→ **WORK ORDER**
Report every line of the data that includes "second".

Start of EXCERPTED DATA

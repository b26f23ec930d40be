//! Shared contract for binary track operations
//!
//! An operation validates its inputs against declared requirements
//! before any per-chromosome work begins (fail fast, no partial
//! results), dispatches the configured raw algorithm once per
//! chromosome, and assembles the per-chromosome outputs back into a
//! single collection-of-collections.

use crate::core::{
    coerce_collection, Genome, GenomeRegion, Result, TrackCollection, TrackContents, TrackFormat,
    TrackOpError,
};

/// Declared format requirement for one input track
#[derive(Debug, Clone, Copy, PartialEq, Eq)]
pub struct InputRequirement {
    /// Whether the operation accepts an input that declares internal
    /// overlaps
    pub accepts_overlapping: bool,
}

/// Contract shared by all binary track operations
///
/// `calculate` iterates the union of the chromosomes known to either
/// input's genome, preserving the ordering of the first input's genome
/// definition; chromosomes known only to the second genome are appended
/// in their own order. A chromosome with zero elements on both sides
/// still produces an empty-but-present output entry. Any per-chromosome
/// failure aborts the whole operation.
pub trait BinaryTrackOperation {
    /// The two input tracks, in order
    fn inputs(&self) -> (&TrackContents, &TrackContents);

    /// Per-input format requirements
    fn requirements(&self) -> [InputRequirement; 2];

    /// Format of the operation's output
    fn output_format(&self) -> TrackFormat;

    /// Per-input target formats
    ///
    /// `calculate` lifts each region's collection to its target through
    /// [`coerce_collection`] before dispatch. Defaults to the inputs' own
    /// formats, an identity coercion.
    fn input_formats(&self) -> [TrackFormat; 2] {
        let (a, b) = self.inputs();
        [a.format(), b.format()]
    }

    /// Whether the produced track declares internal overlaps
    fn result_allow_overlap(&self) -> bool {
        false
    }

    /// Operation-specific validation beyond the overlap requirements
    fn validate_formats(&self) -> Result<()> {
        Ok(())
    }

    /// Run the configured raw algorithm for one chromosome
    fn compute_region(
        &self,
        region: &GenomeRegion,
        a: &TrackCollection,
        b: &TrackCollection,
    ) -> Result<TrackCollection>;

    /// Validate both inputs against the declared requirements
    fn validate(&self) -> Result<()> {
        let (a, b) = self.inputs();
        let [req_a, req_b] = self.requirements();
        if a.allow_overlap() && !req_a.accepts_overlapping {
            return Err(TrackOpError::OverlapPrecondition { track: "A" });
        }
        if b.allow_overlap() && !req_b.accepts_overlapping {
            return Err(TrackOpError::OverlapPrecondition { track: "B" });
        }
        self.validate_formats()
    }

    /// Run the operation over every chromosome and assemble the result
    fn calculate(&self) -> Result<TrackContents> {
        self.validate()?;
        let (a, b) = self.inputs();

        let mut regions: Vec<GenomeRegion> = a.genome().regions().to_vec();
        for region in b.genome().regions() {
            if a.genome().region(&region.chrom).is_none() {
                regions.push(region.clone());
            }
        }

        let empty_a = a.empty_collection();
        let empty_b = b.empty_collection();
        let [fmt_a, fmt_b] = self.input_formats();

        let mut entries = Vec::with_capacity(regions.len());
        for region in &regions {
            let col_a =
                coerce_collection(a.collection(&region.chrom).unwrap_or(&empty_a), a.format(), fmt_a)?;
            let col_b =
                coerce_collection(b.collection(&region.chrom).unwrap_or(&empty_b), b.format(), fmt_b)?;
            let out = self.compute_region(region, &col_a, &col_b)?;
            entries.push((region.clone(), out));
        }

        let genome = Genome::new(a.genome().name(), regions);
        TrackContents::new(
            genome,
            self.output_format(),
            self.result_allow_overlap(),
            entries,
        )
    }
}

End of EXCERPTED DATA
Start of EXCERPTED DATA

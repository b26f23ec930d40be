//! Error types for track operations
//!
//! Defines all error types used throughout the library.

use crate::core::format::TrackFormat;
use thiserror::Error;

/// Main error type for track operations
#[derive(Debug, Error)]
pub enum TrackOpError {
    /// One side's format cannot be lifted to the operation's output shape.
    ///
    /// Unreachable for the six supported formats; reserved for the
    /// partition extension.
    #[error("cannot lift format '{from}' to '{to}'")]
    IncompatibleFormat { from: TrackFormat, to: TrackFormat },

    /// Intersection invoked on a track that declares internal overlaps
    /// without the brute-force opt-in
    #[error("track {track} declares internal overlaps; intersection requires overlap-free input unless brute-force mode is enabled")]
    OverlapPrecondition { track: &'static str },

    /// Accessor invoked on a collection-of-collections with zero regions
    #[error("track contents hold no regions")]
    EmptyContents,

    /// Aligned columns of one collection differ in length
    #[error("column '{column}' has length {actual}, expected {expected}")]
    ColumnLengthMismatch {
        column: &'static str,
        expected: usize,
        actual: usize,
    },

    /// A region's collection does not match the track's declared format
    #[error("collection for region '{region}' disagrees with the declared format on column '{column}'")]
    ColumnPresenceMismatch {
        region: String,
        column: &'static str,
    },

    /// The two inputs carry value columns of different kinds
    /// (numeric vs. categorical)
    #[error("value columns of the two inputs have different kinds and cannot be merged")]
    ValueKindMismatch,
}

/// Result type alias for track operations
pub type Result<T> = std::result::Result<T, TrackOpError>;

End of EXCERPTED DATA
Start of EXCERPTED DATA

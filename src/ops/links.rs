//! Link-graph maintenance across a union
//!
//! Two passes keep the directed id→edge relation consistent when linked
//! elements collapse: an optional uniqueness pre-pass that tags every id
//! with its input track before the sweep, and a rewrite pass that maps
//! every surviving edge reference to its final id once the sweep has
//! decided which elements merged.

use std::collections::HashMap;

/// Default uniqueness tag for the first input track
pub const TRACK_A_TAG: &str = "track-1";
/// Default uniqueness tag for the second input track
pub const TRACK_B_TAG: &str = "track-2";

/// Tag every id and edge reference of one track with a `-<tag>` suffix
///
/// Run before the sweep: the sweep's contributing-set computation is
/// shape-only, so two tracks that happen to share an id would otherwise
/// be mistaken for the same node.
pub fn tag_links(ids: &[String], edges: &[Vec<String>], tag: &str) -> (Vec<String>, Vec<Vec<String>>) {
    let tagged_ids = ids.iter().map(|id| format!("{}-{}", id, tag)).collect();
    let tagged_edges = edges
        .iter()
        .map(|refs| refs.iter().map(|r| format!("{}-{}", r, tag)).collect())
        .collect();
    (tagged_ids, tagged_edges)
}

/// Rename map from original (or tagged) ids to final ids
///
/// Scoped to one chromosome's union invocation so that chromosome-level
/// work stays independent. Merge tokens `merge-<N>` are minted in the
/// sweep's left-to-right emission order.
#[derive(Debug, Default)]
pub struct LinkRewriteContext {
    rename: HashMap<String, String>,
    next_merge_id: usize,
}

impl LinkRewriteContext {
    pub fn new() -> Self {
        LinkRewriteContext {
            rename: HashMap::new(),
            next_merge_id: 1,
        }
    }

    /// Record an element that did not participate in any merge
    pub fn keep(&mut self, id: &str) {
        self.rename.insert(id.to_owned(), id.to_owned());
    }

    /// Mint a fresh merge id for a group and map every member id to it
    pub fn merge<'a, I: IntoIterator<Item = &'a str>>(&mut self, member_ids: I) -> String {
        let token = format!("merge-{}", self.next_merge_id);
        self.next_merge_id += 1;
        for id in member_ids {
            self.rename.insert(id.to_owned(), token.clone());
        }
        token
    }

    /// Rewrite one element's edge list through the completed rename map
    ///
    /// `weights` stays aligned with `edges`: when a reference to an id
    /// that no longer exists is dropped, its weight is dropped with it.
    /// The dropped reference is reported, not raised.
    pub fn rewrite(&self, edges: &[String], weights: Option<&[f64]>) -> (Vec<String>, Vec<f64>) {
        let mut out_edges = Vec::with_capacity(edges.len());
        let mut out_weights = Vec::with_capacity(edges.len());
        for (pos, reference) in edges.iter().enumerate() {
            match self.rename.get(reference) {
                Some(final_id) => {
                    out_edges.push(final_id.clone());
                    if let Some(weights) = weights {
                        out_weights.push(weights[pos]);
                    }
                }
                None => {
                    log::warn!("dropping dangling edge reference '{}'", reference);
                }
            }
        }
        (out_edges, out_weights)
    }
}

End of EXCERPTED DATA

→ **OUTPUT FOR THIS EXERCISE**
/// definition; chromosomes known only to the second genome are appended
/// Default uniqueness tag for the second input track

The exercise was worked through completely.